• Instructions to follow: Every record, down to the last line, must be given again exactly.

[Source data]
+++++

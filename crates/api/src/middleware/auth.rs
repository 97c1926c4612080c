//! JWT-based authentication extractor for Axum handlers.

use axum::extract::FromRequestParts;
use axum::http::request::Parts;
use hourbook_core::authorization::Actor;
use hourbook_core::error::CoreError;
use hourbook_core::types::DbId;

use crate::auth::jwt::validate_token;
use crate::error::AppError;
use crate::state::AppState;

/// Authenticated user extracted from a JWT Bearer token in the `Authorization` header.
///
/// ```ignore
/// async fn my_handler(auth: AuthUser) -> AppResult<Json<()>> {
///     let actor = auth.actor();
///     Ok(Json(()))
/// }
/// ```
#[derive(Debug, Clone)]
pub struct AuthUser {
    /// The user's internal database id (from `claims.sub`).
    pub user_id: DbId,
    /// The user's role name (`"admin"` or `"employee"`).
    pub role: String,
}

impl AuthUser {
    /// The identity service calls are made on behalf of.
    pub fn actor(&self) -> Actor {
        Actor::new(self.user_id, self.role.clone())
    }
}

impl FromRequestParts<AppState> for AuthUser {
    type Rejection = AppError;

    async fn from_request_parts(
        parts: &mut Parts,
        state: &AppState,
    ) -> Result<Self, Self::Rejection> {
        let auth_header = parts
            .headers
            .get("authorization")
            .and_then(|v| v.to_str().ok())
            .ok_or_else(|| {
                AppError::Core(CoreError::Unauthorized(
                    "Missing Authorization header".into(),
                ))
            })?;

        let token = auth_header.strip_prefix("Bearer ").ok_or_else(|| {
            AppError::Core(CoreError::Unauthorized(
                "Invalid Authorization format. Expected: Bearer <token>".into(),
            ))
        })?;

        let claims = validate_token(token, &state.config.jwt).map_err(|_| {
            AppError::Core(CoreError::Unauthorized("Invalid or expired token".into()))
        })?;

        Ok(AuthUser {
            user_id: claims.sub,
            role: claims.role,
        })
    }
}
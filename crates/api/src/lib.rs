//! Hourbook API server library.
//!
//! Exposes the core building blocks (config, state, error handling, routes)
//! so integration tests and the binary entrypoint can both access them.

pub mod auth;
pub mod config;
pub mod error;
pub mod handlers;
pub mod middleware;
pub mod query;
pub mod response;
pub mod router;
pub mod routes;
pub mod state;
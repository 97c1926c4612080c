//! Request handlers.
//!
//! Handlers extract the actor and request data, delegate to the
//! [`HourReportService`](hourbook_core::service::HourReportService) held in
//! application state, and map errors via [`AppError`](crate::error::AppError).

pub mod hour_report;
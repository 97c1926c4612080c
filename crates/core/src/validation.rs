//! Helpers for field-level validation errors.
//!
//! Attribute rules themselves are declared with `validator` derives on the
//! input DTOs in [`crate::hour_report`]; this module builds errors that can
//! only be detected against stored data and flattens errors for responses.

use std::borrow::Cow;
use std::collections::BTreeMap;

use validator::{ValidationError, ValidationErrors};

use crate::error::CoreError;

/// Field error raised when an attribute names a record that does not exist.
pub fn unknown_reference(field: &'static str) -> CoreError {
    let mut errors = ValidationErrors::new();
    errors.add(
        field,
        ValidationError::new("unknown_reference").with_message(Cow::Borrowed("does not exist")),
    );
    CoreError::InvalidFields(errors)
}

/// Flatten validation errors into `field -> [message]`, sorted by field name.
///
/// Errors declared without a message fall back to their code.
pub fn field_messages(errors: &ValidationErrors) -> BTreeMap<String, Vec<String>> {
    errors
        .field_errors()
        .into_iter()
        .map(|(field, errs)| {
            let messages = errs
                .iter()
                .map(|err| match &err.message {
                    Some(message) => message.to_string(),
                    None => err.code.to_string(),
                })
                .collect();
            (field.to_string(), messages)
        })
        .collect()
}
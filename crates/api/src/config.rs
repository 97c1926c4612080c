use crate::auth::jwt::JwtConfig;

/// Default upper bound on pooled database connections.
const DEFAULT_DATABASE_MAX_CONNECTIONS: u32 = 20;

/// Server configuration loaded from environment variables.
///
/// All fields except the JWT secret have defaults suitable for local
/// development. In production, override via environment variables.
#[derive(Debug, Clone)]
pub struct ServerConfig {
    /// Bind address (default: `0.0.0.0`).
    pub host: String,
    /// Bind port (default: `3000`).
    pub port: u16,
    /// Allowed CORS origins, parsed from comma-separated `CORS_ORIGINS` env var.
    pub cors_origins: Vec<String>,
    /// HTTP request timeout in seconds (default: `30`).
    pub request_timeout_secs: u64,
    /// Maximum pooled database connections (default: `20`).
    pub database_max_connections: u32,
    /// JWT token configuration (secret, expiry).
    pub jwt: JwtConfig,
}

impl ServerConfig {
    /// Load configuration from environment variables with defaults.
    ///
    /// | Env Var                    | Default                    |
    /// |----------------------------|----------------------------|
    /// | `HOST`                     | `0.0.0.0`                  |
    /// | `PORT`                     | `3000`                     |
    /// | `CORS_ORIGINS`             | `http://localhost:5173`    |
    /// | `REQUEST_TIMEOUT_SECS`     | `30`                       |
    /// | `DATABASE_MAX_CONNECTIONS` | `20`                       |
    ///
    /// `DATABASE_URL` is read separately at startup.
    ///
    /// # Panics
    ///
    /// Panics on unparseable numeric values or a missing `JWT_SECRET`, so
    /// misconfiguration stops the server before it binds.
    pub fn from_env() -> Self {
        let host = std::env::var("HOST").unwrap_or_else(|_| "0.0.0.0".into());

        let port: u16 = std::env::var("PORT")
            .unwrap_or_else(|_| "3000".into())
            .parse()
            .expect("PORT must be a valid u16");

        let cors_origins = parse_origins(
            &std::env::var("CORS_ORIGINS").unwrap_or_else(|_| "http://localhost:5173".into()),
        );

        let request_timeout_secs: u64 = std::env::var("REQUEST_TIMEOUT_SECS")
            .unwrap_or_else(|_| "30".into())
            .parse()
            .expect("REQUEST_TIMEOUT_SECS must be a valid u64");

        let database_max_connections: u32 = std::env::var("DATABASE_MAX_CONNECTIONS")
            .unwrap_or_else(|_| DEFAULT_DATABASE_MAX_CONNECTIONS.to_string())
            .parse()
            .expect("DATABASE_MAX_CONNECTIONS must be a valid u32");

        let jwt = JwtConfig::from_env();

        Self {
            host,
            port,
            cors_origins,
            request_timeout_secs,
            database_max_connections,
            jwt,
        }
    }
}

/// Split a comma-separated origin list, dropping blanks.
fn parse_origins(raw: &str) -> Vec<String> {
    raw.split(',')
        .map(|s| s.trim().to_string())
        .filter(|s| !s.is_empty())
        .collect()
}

+++++

• Solution to this exercise:
filename crates/api/src/middleware/auth.rs
repository 97c1926c4612080c
//! JWT-based authentication extractor for Axum handlers.

use axum::extract::FromRequestParts;
use axum::http::request::Parts;
use hourbook_core::authorization::Actor;
use hourbook_core::error::CoreError;
use hourbook_core::types::DbId;

use crate::auth::jwt::validate_token;
use crate::error::AppError;
use crate::state::AppState;

/// Authenticated user extracted from a JWT Bearer token in the `Authorization` header.
///
/// ```ignore
/// async fn my_handler(auth: AuthUser) -> AppResult<Json<()>> {
///     let actor = auth.actor();
///     Ok(Json(()))
/// }
/// ```
#[derive(Debug, Clone)]
pub struct AuthUser {
    /// The user's internal database id (from `claims.sub`).
    pub user_id: DbId,
    /// The user's role name (`"admin"` or `"employee"`).
    pub role: String,
}

impl AuthUser {
    /// The identity service calls are made on behalf of.
    pub fn actor(&self) -> Actor {
        Actor::new(self.user_id, self.role.clone())
    }
}

impl FromRequestParts<AppState> for AuthUser {
    type Rejection = AppError;

    async fn from_request_parts(
        parts: &mut Parts,
        state: &AppState,
    ) -> Result<Self, Self::Rejection> {
        let auth_header = parts
            .headers
            .get("authorization")
            .and_then(|v| v.to_str().ok())
            .ok_or_else(|| {
                AppError::Core(CoreError::Unauthorized(
                    "Missing Authorization header".into(),
                ))
            })?;

        let token = auth_header.strip_prefix("Bearer ").ok_or_else(|| {
            AppError::Core(CoreError::Unauthorized(
                "Invalid Authorization format. Expected: Bearer <token>".into(),
            ))
        })?;

        let claims = validate_token(token, &state.config.jwt).map_err(|_| {
            AppError::Core(CoreError::Unauthorized("Invalid or expired token".into()))
        })?;

        Ok(AuthUser {
            user_id: claims.sub,
            role: claims.role,
        })
    }
}
filename crates/api/src/lib.rs
//! Hourbook API server library.
//!
//! Exposes the core building blocks (config, state, error handling, routes)
//! so integration tests and the binary entrypoint can both access them.

pub mod auth;
pub mod config;
pub mod error;
pub mod handlers;
pub mod middleware;
pub mod query;
pub mod response;
pub mod router;
pub mod routes;
pub mod state;
repository 97c1926c4612080c
//! Request handlers.
//!
//! Handlers extract the actor and request data, delegate to the
//! [`HourReportService`](hourbook_core::service::HourReportService) held in
//! application state, and map errors via [`AppError`](crate::error::AppError).

pub mod hour_report;
repository 97c1926c4612080c
filename crates/core/src/validation.rs
//! Helpers for field-level validation errors.
//!
//! Attribute rules themselves are declared with `validator` derives on the
//! input DTOs in [`crate::hour_report`]; this module builds errors that can
//! only be detected against stored data and flattens errors for responses.

use std::borrow::Cow;
use std::collections::BTreeMap;

use validator::{ValidationError, ValidationErrors};

use crate::error::CoreError;

/// Field error raised when an attribute names a record that does not exist.
pub fn unknown_reference(field: &'static str) -> CoreError {
    let mut errors = ValidationErrors::new();
    errors.add(
        field,
        ValidationError::new("unknown_reference").with_message(Cow::Borrowed("does not exist")),
    );
    CoreError::InvalidFields(errors)
}

/// Flatten validation errors into `field -> [message]`, sorted by field name.
///
/// Errors declared without a message fall back to their code.
pub fn field_messages(errors: &ValidationErrors) -> BTreeMap<String, Vec<String>> {
    errors
        .field_errors()
        .into_iter()
        .map(|(field, errs)| {
            let messages = errs
                .iter()
                .map(|err| match &err.message {
                    Some(message) => message.to_string(),
                    None => err.code.to_string(),
                })
                .collect();
            (field.to_string(), messages)
        })
        .collect()
}
filename crates/api/src/config.rs
repository 97c1926c4612080c
use crate::auth::jwt::JwtConfig;

/// Default upper bound on pooled database connections.
const DEFAULT_DATABASE_MAX_CONNECTIONS: u32 = 20;

/// Server configuration loaded from environment variables.
///
/// All fields except the JWT secret have defaults suitable for local
/// development. In production, override via environment variables.
#[derive(Debug, Clone)]
pub struct ServerConfig {
    /// Bind address (default: `0.0.0.0`).
    pub host: String,
    /// Bind port (default: `3000`).
    pub port: u16,
    /// Allowed CORS origins, parsed from comma-separated `CORS_ORIGINS` env var.
    pub cors_origins: Vec<String>,
    /// HTTP request timeout in seconds (default: `30`).
    pub request_timeout_secs: u64,
    /// Maximum pooled database connections (default: `20`).
    pub database_max_connections: u32,
    /// JWT token configuration (secret, expiry).
    pub jwt: JwtConfig,
}

impl ServerConfig {
    /// Load configuration from environment variables with defaults.
    ///
    /// | Env Var                    | Default                    |
    /// |----------------------------|----------------------------|
    /// | `HOST`                     | `0.0.0.0`                  |
    /// | `PORT`                     | `3000`                     |
    /// | `CORS_ORIGINS`             | `http://localhost:5173`    |
    /// | `REQUEST_TIMEOUT_SECS`     | `30`                       |
    /// | `DATABASE_MAX_CONNECTIONS` | `20`                       |
    ///
    /// `DATABASE_URL` is read separately at startup.
    ///
    /// # Panics
    ///
    /// Panics on unparseable numeric values or a missing `JWT_SECRET`, so
    /// misconfiguration stops the server before it binds.
    pub fn from_env() -> Self {
        let host = std::env::var("HOST").unwrap_or_else(|_| "0.0.0.0".into());

        let port: u16 = std::env::var("PORT")
            .unwrap_or_else(|_| "3000".into())
            .parse()
            .expect("PORT must be a valid u16");

        let cors_origins = parse_origins(
            &std::env::var("CORS_ORIGINS").unwrap_or_else(|_| "http://localhost:5173".into()),
        );

        let request_timeout_secs: u64 = std::env::var("REQUEST_TIMEOUT_SECS")
            .unwrap_or_else(|_| "30".into())
            .parse()
            .expect("REQUEST_TIMEOUT_SECS must be a valid u64");

        let database_max_connections: u32 = std::env::var("DATABASE_MAX_CONNECTIONS")
            .unwrap_or_else(|_| DEFAULT_DATABASE_MAX_CONNECTIONS.to_string())
            .parse()
            .expect("DATABASE_MAX_CONNECTIONS must be a valid u32");

        let jwt = JwtConfig::from_env();

        Self {
            host,
            port,
            cors_origins,
            request_timeout_secs,
            database_max_connections,
            jwt,
        }
    }
}

/// Split a comma-separated origin list, dropping blanks.
fn parse_origins(raw: &str) -> Vec<String> {
    raw.split(',')
        .map(|s| s.trim().to_string())
        .filter(|s| !s.is_empty())
        .collect()
}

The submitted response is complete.